Exercise details: Among the entries below, one stretch runs from the line that contains "pub fn active_icon(&self)" through the line that contains "the error page". Repeat that stretch exactly, ends included, and only that.

---- Dataset extract

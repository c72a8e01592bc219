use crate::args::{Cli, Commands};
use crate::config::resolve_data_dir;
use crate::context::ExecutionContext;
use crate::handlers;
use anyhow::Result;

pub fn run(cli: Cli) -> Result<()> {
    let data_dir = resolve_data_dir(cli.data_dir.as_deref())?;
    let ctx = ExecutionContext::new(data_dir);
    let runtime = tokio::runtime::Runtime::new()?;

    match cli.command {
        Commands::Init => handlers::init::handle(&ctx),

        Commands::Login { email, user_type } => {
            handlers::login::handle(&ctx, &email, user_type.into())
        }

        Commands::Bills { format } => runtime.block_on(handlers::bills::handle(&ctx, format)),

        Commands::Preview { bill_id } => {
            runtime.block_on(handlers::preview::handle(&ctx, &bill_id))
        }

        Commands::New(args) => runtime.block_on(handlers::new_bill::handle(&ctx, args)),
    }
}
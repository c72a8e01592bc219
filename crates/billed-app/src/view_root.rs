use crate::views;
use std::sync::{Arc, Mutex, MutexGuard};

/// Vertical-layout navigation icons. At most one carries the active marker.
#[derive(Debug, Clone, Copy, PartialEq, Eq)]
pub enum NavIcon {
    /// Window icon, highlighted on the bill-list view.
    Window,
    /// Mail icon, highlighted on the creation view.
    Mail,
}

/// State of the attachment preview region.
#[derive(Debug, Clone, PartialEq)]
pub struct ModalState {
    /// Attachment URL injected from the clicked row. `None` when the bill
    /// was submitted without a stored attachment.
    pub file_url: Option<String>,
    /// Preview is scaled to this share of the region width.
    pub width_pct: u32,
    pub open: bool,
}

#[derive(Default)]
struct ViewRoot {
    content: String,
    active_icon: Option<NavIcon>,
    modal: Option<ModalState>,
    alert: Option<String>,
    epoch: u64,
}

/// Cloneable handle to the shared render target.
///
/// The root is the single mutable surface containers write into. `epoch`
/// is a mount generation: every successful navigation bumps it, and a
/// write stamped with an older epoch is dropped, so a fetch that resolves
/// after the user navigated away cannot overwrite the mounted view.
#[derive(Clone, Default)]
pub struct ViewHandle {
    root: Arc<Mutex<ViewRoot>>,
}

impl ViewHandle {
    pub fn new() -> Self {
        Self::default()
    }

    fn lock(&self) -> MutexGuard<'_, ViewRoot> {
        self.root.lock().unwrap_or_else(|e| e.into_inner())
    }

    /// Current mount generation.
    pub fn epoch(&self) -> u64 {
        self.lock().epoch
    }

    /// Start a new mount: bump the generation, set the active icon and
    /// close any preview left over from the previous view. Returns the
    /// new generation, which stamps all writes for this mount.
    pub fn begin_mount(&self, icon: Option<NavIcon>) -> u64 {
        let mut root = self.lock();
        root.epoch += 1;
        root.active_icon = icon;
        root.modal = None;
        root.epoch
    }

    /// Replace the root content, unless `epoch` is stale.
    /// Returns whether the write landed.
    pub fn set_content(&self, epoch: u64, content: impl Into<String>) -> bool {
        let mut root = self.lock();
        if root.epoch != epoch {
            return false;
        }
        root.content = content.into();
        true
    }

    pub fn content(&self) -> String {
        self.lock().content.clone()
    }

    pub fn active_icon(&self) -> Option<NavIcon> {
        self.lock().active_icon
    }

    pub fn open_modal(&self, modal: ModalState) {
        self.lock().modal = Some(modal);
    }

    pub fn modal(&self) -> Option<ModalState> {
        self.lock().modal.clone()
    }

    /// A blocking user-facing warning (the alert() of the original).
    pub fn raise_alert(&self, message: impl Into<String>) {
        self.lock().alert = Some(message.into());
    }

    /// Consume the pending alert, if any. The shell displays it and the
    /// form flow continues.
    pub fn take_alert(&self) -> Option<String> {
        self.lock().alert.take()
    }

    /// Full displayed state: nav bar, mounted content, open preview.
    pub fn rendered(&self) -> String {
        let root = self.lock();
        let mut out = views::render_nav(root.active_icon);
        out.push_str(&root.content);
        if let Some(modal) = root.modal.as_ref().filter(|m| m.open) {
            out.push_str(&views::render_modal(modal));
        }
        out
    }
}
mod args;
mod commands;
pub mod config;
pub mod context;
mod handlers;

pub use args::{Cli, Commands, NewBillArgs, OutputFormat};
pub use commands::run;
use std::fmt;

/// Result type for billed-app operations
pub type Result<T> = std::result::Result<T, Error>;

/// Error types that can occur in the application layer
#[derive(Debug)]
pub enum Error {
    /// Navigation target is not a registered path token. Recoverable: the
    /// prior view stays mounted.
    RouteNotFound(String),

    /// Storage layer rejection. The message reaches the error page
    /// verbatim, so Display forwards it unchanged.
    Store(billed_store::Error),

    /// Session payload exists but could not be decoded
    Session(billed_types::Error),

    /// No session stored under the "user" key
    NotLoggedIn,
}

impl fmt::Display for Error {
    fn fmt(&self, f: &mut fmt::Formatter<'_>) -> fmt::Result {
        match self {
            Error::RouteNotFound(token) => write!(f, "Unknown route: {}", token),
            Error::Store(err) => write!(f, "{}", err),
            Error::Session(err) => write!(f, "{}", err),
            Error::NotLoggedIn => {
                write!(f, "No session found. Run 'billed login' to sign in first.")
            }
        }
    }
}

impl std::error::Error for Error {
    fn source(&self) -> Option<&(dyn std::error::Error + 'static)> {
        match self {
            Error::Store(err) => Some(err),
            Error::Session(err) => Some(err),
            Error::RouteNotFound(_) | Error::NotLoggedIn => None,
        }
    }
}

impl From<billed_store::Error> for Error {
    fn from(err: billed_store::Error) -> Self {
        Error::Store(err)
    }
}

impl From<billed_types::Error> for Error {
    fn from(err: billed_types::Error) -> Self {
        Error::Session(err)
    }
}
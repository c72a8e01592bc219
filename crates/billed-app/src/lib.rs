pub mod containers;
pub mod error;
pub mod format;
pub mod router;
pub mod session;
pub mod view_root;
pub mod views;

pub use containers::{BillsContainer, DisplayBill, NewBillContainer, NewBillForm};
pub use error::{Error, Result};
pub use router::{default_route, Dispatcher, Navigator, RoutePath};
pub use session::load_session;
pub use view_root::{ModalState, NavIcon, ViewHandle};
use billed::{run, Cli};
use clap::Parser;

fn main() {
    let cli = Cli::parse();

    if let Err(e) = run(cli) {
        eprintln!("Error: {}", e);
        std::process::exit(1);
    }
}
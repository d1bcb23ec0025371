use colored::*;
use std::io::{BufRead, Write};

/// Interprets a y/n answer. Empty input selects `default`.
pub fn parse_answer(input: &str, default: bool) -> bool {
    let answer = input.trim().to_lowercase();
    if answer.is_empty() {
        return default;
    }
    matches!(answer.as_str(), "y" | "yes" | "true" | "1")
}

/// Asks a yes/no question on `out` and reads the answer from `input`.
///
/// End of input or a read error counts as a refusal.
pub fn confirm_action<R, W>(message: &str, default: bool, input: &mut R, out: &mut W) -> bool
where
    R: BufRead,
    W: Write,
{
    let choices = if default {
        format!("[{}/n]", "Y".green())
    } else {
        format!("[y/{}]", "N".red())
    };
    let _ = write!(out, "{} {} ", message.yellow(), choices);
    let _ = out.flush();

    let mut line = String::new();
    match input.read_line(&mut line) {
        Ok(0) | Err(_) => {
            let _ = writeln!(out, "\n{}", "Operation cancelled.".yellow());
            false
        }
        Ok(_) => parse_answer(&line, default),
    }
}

--------
---- Dataset extract

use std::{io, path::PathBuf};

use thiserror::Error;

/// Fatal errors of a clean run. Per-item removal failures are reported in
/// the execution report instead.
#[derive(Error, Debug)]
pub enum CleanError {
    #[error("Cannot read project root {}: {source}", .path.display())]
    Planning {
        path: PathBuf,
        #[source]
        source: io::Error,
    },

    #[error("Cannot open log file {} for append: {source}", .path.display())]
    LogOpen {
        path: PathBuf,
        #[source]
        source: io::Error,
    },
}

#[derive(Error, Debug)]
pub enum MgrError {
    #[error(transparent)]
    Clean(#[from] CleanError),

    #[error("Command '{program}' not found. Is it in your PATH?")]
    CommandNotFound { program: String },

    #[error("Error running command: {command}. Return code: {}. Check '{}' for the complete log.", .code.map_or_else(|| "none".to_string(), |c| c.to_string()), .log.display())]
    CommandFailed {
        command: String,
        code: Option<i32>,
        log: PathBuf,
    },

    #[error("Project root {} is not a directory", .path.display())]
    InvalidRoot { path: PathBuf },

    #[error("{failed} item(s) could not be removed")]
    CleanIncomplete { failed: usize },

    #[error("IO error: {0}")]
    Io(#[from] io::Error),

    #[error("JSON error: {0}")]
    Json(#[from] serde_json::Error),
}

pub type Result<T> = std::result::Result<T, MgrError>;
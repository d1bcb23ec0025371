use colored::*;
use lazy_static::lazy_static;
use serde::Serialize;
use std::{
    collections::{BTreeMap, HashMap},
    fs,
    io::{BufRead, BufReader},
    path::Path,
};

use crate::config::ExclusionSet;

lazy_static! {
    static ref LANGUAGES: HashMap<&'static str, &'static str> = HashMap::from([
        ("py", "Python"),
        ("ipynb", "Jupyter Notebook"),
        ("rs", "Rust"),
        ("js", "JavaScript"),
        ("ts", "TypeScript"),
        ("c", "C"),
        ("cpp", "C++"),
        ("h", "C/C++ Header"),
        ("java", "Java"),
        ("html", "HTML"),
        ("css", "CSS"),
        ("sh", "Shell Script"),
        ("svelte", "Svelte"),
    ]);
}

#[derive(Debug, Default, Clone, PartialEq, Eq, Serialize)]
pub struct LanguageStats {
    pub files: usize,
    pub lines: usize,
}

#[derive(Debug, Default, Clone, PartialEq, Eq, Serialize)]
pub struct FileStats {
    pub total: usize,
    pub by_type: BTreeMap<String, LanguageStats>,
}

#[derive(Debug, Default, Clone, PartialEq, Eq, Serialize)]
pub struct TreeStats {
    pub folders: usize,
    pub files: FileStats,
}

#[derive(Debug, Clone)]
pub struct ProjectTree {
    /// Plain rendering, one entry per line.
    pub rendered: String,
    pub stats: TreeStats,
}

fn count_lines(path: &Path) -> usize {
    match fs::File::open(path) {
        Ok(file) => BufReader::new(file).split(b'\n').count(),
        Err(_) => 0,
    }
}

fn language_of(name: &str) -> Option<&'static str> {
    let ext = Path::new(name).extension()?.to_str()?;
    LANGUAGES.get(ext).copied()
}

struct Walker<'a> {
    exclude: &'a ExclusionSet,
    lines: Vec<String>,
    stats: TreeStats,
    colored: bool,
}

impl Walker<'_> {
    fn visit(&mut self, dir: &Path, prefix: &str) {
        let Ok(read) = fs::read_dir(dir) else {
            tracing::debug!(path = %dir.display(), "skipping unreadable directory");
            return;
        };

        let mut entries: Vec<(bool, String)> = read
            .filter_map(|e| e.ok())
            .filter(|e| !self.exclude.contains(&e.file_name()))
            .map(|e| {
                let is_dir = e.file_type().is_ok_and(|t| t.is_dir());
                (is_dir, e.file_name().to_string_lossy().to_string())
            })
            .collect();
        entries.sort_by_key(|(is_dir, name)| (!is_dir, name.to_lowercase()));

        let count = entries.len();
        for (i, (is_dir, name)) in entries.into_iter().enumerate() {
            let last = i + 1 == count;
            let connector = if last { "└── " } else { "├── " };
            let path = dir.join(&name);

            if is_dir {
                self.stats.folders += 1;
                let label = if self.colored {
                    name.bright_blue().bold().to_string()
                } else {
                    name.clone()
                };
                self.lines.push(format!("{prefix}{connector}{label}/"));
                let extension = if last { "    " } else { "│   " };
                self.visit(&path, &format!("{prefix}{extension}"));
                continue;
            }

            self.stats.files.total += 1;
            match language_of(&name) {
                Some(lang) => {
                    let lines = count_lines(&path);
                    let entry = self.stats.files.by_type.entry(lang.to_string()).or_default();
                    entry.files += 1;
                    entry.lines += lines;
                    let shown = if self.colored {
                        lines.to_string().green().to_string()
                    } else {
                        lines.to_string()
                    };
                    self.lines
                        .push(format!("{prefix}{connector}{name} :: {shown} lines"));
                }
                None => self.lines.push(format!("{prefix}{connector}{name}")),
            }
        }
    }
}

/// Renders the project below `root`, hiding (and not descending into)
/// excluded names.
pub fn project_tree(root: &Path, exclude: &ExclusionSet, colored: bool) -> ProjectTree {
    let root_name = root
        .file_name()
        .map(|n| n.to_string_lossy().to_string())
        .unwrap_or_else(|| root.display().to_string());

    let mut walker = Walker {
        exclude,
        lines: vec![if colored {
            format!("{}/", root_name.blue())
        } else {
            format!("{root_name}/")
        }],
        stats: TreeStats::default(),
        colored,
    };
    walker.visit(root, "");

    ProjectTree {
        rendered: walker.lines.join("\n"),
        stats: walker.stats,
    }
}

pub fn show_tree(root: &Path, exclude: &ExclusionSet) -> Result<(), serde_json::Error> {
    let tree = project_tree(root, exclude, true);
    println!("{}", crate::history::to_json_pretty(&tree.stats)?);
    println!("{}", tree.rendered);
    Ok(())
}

--------

Solution below:
    pub fn active_icon(&self) -> Option<NavIcon> {
        self.lock().active_icon
    }

    pub fn open_modal(&self, modal: ModalState) {
        self.lock().modal = Some(modal);
    }

    pub fn modal(&self) -> Option<ModalState> {
        self.lock().modal.clone()
    }

    /// A blocking user-facing warning (the alert() of the original).
    pub fn raise_alert(&self, message: impl Into<String>) {
        self.lock().alert = Some(message.into());
    }

    /// Consume the pending alert, if any. The shell displays it and the
    /// form flow continues.
    pub fn take_alert(&self) -> Option<String> {
        self.lock().alert.take()
    }

    /// Full displayed state: nav bar, mounted content, open preview.
    pub fn rendered(&self) -> String {
        let root = self.lock();
        let mut out = views::render_nav(root.active_icon);
        out.push_str(&root.content);
        if let Some(modal) = root.modal.as_ref().filter(|m| m.open) {
            out.push_str(&views::render_modal(modal));
        }
        out
    }
}
mod args;
mod commands;
pub mod config;
pub mod context;
mod handlers;

pub use args::{Cli, Commands, NewBillArgs, OutputFormat};
pub use commands::run;
use std::fmt;

/// Result type for billed-app operations
pub type Result<T> = std::result::Result<T, Error>;

/// Error types that can occur in the application layer
#[derive(Debug)]
pub enum Error {
    /// Navigation target is not a registered path token. Recoverable: the
    /// prior view stays mounted.
    RouteNotFound(String),

    /// Storage layer rejection. The message reaches the error page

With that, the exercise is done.